§ **Exercise details**:
What is needed here is every line of the records that includes "derive".

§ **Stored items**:
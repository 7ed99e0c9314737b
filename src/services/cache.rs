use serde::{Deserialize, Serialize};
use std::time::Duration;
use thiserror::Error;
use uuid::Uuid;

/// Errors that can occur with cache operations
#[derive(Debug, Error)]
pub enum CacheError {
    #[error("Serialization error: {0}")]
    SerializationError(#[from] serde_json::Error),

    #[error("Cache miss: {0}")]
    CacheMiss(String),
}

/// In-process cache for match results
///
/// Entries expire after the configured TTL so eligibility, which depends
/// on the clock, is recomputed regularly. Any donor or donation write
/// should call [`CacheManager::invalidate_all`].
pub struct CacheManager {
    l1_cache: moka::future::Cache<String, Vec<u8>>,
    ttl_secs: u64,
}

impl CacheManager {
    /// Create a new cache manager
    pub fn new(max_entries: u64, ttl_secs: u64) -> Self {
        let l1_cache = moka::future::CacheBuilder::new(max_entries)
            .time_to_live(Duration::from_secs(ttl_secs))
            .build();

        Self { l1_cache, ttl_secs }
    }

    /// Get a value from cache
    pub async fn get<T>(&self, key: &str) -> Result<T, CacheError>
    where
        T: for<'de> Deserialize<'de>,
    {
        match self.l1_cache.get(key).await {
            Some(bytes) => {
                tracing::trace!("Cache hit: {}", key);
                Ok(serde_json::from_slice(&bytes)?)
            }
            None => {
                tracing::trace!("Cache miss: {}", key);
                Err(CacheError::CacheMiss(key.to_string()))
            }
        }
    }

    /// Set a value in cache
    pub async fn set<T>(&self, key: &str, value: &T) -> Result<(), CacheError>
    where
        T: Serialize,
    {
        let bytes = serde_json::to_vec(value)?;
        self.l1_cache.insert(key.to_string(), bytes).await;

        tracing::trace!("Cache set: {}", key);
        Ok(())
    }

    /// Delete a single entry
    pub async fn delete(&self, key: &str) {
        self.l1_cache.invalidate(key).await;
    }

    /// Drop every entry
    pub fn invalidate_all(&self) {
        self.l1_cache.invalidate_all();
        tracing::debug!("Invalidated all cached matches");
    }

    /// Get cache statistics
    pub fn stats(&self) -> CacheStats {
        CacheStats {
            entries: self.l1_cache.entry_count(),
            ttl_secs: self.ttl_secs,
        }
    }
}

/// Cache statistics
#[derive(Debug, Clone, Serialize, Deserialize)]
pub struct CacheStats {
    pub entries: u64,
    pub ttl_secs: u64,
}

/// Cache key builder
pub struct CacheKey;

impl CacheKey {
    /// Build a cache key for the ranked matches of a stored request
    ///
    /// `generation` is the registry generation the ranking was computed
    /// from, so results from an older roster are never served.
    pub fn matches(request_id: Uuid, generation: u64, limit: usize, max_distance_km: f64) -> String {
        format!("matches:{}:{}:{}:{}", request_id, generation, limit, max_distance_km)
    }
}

--

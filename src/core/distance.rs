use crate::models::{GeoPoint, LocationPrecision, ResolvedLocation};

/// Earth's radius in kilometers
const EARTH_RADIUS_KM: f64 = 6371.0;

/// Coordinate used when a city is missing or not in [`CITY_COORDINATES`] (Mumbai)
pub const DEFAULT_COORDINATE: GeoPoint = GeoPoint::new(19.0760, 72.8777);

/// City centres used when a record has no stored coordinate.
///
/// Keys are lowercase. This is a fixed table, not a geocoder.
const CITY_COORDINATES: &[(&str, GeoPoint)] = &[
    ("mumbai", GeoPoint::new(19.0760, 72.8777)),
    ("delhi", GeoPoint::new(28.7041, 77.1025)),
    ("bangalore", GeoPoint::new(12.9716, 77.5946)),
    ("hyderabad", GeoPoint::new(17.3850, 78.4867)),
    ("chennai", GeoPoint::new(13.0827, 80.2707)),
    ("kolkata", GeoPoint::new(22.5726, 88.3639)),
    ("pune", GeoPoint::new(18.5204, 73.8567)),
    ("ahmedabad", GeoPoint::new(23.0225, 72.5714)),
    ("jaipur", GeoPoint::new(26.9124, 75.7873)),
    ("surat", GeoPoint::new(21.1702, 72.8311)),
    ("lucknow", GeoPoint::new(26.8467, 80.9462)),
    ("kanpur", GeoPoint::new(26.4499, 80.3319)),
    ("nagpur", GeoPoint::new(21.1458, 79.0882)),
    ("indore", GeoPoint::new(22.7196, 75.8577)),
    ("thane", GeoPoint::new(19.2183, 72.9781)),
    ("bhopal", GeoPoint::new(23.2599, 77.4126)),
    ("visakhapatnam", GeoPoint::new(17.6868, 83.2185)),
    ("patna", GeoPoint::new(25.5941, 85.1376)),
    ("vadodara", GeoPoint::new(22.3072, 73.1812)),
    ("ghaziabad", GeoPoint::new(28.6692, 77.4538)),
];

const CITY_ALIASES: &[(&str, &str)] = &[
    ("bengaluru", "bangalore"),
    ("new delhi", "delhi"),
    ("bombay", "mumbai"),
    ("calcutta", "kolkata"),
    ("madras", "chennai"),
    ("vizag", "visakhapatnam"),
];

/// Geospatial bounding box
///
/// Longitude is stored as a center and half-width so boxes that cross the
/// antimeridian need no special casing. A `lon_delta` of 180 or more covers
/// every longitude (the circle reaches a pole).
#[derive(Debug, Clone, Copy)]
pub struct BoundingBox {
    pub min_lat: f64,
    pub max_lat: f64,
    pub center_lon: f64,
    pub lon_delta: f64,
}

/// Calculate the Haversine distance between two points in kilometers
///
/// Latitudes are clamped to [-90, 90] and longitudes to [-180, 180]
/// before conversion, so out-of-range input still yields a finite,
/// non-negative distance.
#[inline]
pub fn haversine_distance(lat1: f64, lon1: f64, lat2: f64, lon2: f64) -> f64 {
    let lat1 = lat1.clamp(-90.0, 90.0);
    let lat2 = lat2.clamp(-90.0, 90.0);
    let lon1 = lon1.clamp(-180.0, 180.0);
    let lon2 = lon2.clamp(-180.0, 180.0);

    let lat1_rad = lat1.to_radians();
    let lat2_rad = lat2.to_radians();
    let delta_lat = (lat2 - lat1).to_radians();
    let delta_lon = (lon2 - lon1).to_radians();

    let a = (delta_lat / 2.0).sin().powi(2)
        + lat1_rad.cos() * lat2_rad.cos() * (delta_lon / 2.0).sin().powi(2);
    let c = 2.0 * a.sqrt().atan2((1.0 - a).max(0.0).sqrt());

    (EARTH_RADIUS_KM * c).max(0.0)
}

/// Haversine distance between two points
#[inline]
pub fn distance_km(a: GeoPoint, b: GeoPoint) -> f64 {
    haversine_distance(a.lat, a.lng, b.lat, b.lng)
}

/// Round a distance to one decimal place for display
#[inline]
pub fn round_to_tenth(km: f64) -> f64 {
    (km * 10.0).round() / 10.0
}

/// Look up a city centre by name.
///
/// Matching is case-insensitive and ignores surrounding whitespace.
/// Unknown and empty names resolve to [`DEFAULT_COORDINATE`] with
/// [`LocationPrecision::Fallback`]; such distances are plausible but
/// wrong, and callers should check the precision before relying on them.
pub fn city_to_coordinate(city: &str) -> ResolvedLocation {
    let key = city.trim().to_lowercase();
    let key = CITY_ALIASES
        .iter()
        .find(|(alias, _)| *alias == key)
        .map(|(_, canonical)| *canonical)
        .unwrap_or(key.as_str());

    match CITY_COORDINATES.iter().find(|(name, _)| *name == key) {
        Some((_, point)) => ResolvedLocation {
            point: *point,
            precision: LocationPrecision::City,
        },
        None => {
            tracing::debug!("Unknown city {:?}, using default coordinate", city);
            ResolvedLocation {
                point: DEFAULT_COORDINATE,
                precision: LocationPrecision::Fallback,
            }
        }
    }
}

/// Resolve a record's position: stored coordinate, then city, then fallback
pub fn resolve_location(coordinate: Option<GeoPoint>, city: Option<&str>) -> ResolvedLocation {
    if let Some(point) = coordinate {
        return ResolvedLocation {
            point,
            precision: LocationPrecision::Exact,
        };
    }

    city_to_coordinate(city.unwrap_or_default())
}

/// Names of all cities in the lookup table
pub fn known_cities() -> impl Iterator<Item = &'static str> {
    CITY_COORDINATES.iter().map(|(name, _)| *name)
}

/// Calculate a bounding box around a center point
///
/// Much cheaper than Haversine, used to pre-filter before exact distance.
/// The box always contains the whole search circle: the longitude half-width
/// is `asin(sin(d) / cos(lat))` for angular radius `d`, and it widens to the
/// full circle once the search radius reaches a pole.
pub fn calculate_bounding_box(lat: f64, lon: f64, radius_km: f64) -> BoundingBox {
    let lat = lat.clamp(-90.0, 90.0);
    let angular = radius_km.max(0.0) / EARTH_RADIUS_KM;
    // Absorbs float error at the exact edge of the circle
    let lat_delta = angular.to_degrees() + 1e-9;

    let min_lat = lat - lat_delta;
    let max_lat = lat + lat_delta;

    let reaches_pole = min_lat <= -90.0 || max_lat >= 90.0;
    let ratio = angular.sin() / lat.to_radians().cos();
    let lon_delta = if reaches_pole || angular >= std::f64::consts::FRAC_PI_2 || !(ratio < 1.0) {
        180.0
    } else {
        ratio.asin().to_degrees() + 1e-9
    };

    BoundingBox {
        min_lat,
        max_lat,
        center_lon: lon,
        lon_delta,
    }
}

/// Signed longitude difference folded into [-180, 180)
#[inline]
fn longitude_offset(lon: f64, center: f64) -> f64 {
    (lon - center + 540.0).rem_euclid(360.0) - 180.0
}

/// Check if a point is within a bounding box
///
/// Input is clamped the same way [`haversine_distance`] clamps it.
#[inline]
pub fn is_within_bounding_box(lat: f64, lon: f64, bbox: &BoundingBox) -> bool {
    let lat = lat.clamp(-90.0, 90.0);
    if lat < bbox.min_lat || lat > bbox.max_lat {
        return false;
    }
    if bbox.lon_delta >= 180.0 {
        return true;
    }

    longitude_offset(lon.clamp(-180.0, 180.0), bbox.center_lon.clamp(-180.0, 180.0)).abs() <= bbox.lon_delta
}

§ **Final answer**:
#[derive(Debug, Error)]
#[derive(Debug, Clone, Serialize, Deserialize)]
#[derive(Debug, Clone, Copy)]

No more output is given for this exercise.